286 Kondile was taken near Komatipoort where they met with Captain Dirk Coetzee. He was tied to a tree and shackled, given some food and cold drinks, after which he became unconscious. Sergeant Roy Otto (now deceased) then shot him through the head, after which his body was placed on a wood fire and burnt until morning.
287 Acccording to amnesty applicant Lieutenant-Colonel Anton Pretorius [AM4389/96], the Soweto Intelligence Unit (SIU) had in 1983 succeeded in penetrating and infiltrating MK structures in Swaziland. Deep-cover agents RS269 and RS243 had succeeded in gaining information about arms caches, infiltration routes, lines of command and so on. Through a Soweto-based source, SWT 66, they had managed to establish the linkages between the Swaziland structures and MK’s Transvaal military structures.
288 During 1983, they received information that a courier from Swaziland was expected in Johannesburg. The courier, Ms Nokuthula Aurelia Simelane (aka MK Sibongile), arrived in Johannesburg in September 1983 and was abducted by the SIU from the parking lot outside the Carlton Hotel where she had planned to meet her contact. She was initially taken to the Custodum police flats in Norwood and kept for several days in a tenth-floor storeroom.
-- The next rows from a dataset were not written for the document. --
//! Side-effecting traversal.
//!
//! Every method has a default that recurses into the node's children through
//! [`Node::children`], so an implementor only overrides the kinds it cares
//! about. The `walk_*` functions expose that default recursion to overrides
//! that still want to descend.

use crate::ast::*;
use crate::node::{Children, Node, NodeRef};

pub trait Visit {
    fn visit_chunk(&mut self, node: &Chunk) {
        walk_children(self, node.children());
    }

    fn visit_block(&mut self, node: &Block) {
        walk_children(self, node.children());
    }

    fn visit_statement(&mut self, node: &Statement) {
        walk_statement(self, node);
    }

    fn visit_assignment(&mut self, node: &Assignment) {
        walk_children(self, node.children());
    }

    fn visit_local_assignment(&mut self, node: &LocalAssignment) {
        walk_children(self, node.children());
    }

    fn visit_function_declaration(&mut self, node: &FunctionDeclaration) {
        walk_children(self, node.children());
    }

    fn visit_if(&mut self, node: &If) {
        walk_children(self, node.children());
    }

    fn visit_else_if(&mut self, node: &ElseIf) {
        walk_children(self, node.children());
    }

    fn visit_while(&mut self, node: &While) {
        walk_children(self, node.children());
    }

    fn visit_numeric_for(&mut self, node: &NumericFor) {
        walk_children(self, node.children());
    }

    fn visit_generic_for(&mut self, node: &GenericFor) {
        walk_children(self, node.children());
    }

    fn visit_repeat(&mut self, node: &Repeat) {
        walk_children(self, node.children());
    }

    fn visit_do(&mut self, node: &Do) {
        walk_children(self, node.children());
    }

    fn visit_return(&mut self, node: &Return) {
        walk_children(self, node.children());
    }

    fn visit_break(&mut self) {}

    fn visit_continue(&mut self) {}

    fn visit_goto(&mut self, _node: &Goto) {}

    fn visit_label(&mut self, _node: &Label) {}

    /// A call in statement position. Defaults to [`Visit::visit_function_call`].
    fn visit_call_statement(&mut self, node: &FunctionCall) {
        self.visit_function_call(node);
    }

    fn visit_type_declaration(&mut self, node: &TypeDeclaration) {
        walk_children(self, node.children());
    }

    fn visit_comment(&mut self, _node: &Comment) {}

    fn visit_custom_statement(&mut self, node: &CustomNode) {
        walk_children(self, node.children());
    }

    fn visit_expression(&mut self, node: &Expression) {
        walk_expression(self, node);
    }

    fn visit_literal(&mut self, _node: &Literal) {}

    fn visit_symbol(&mut self, _name: &str) {}

    fn visit_var_args(&mut self) {}

    fn visit_binary(&mut self, node: &BinaryExpression) {
        walk_children(self, node.children());
    }

    fn visit_unary(&mut self, node: &UnaryExpression) {
        walk_children(self, node.children());
    }

    fn visit_function_call(&mut self, node: &FunctionCall) {
        walk_children(self, node.children());
    }

    fn visit_anonymous_function(&mut self, node: &AnonymousFunction) {
        walk_children(self, node.children());
    }

    fn visit_table_constructor(&mut self, node: &TableConstructor) {
        walk_children(self, node.children());
    }

    fn visit_table_field(&mut self, node: &TableField) {
        walk_children(self, node.children());
    }

    fn visit_interpolated_string(&mut self, node: &InterpolatedString) {
        walk_children(self, node.children());
    }

    fn visit_interpolated_segment(&mut self, node: &InterpolatedSegment) {
        walk_children(self, node.children());
    }

    fn visit_type_assertion(&mut self, node: &TypeAssertion) {
        walk_children(self, node.children());
    }

    fn visit_if_expression(&mut self, node: &IfExpression) {
        walk_children(self, node.children());
    }

    fn visit_else_if_expression(&mut self, node: &ElseIfExpression) {
        walk_children(self, node.children());
    }

    fn visit_index(&mut self, node: &IndexExpression) {
        walk_children(self, node.children());
    }

    fn visit_parenthesized(&mut self, inner: &Expression) {
        self.visit_expression(inner);
    }

    fn visit_custom_expression(&mut self, node: &CustomNode) {
        walk_children(self, node.children());
    }

    fn visit_function_body(&mut self, node: &FunctionBody) {
        walk_children(self, node.children());
    }

    fn visit_function_args(&mut self, node: &FunctionArgs) {
        walk_children(self, node.children());
    }

    fn visit_prefix(&mut self, node: &Prefix) {
        walk_children(self, node.children());
    }

    fn visit_suffix(&mut self, node: &Suffix) {
        walk_children(self, node.children());
    }

    fn visit_parameter(&mut self, _node: &Parameter) {}

    fn visit_generic_declaration(&mut self, node: &GenericDeclaration) {
        walk_children(self, node.children());
    }

    fn visit_generic_parameter(&mut self, node: &GenericParameter) {
        walk_children(self, node.children());
    }

    fn visit_type_info(&mut self, node: &TypeInfo) {
        walk_children(self, node.children());
    }

    fn visit_type_field(&mut self, node: &TypeField) {
        walk_children(self, node.children());
    }

    fn visit_type_argument(&mut self, node: &TypeArgument) {
        walk_children(self, node.children());
    }
}

/// Dispatch a borrowed node to the matching `visit_*` method.
pub fn visit_node<V: Visit + ?Sized>(visitor: &mut V, node: NodeRef<'_>) {
    match node {
        NodeRef::Chunk(node) => visitor.visit_chunk(node),
        NodeRef::Block(node) => visitor.visit_block(node),
        NodeRef::Statement(node) => visitor.visit_statement(node),
        NodeRef::ElseIf(node) => visitor.visit_else_if(node),
        NodeRef::Expression(node) => visitor.visit_expression(node),
        NodeRef::ElseIfExpression(node) => visitor.visit_else_if_expression(node),
        NodeRef::InterpolatedSegment(node) => visitor.visit_interpolated_segment(node),
        NodeRef::TableField(node) => visitor.visit_table_field(node),
        NodeRef::FunctionBody(node) => visitor.visit_function_body(node),
        NodeRef::FunctionCall(node) => visitor.visit_function_call(node),
        NodeRef::FunctionArgs(node) => visitor.visit_function_args(node),
        NodeRef::Prefix(node) => visitor.visit_prefix(node),
        NodeRef::Suffix(node) => visitor.visit_suffix(node),
        NodeRef::Parameter(node) => visitor.visit_parameter(node),
        NodeRef::GenericDeclaration(node) => visitor.visit_generic_declaration(node),
        NodeRef::GenericParameter(node) => visitor.visit_generic_parameter(node),
        NodeRef::TypeInfo(node) => visitor.visit_type_info(node),
        NodeRef::TypeField(node) => visitor.visit_type_field(node),
        NodeRef::TypeArgument(node) => visitor.visit_type_argument(node),
    }
}

/// Visit each child in order.
pub fn walk_children<V: Visit + ?Sized>(visitor: &mut V, children: Children<'_>) {
    for child in children {
        visit_node(visitor, child);
    }
}

/// Route a statement to its variant's `visit_*` method.
pub fn walk_statement<V: Visit + ?Sized>(visitor: &mut V, node: &Statement) {
    match node {
        Statement::Assignment(node) => visitor.visit_assignment(node),
        Statement::LocalAssignment(node) => visitor.visit_local_assignment(node),
        Statement::FunctionDeclaration(node) => visitor.visit_function_declaration(node),
        Statement::If(node) => visitor.visit_if(node),
        Statement::While(node) => visitor.visit_while(node),
        Statement::NumericFor(node) => visitor.visit_numeric_for(node),
        Statement::GenericFor(node) => visitor.visit_generic_for(node),
        Statement::Repeat(node) => visitor.visit_repeat(node),
        Statement::Do(node) => visitor.visit_do(node),
        Statement::Return(node) => visitor.visit_return(node),
        Statement::Break => visitor.visit_break(),
        Statement::Continue => visitor.visit_continue(),
        Statement::Goto(node) => visitor.visit_goto(node),
        Statement::Label(node) => visitor.visit_label(node),
        Statement::Call(node) => visitor.visit_call_statement(node),
        Statement::TypeDeclaration(node) => visitor.visit_type_declaration(node),
        Statement::Comment(node) => visitor.visit_comment(node),
        Statement::Custom(node) => visitor.visit_custom_statement(node),
    }
}

/// Route an expression to its variant's `visit_*` method.
pub fn walk_expression<V: Visit + ?Sized>(visitor: &mut V, node: &Expression) {
    match node {
        Expression::Literal(node) => visitor.visit_literal(node),
        Expression::Symbol(name) => visitor.visit_symbol(name),
        Expression::VarArgs => visitor.visit_var_args(),
        Expression::Binary(node) => visitor.visit_binary(node),
        Expression::Unary(node) => visitor.visit_unary(node),
        Expression::Call(node) => visitor.visit_function_call(node),
        Expression::Function(node) => visitor.visit_anonymous_function(node),
        Expression::Table(node) => visitor.visit_table_constructor(node),
        Expression::InterpolatedString(node) => visitor.visit_interpolated_string(node),
        Expression::TypeAssertion(node) => visitor.visit_type_assertion(node),
        Expression::IfExpression(node) => visitor.visit_if_expression(node),
        Expression::Index(node) => visitor.visit_index(node),
        Expression::Parenthesized(inner) => visitor.visit_parenthesized(inner),
        Expression::Custom(node) => visitor.visit_custom_expression(node),
    }
}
During this time she was intensively interrogated and, according to an amnesty applicant, badly beaten.
289 From Norwood, Simelane was taken to a farm near Thabazimbi, where she was apparently kept in an outbuilding for a month, possibly two.
290 According to amnesty applicants Anton Pretorius and Lieutenant Colonel Willem ‘Timol’ Coetzee, [AM4032/96] then head of the SIU, she agreed during her initial interrogation and torture to become an agent for the Security Branch and her removal to the farm had been organised to facilitate the necessary training. Coetzee claims that the arrangements surrounding this recruitment were discussed with his superior officer as well as with Section C at Security Branch headquarters. Pretorius and Coetzee said that, after three weeks, Simelane returned to Swaziland but that all subsequent pre-arranged contact and communication with her failed. These applicants said they believe that her defection was discovered by MK and that she was killed as a consequence.
291 A number of other members of the unit involved in her abduction also applied for amnesty. At least one of these, however, disputes the Coetzee/Pretorius version. According to this applicant, Simelane continued to be tortured at the farm in Thabazimbi. After about two months, she was put in the boot of the car, handcuffed and in leg-irons, and driven away. This was the last that black members of the unit saw of her. Her physical state at the time was such that returning her to Swaziland would not have been possible. “She was very beautiful. But by the time they were finished with her, she could not be recognised.”
292 The applicant indicated that, after he was back in Soweto, he asked one of his superiors about Simelane and was told not to ask questions. He subsequently heard that she had been shot and buried in Rustenburg.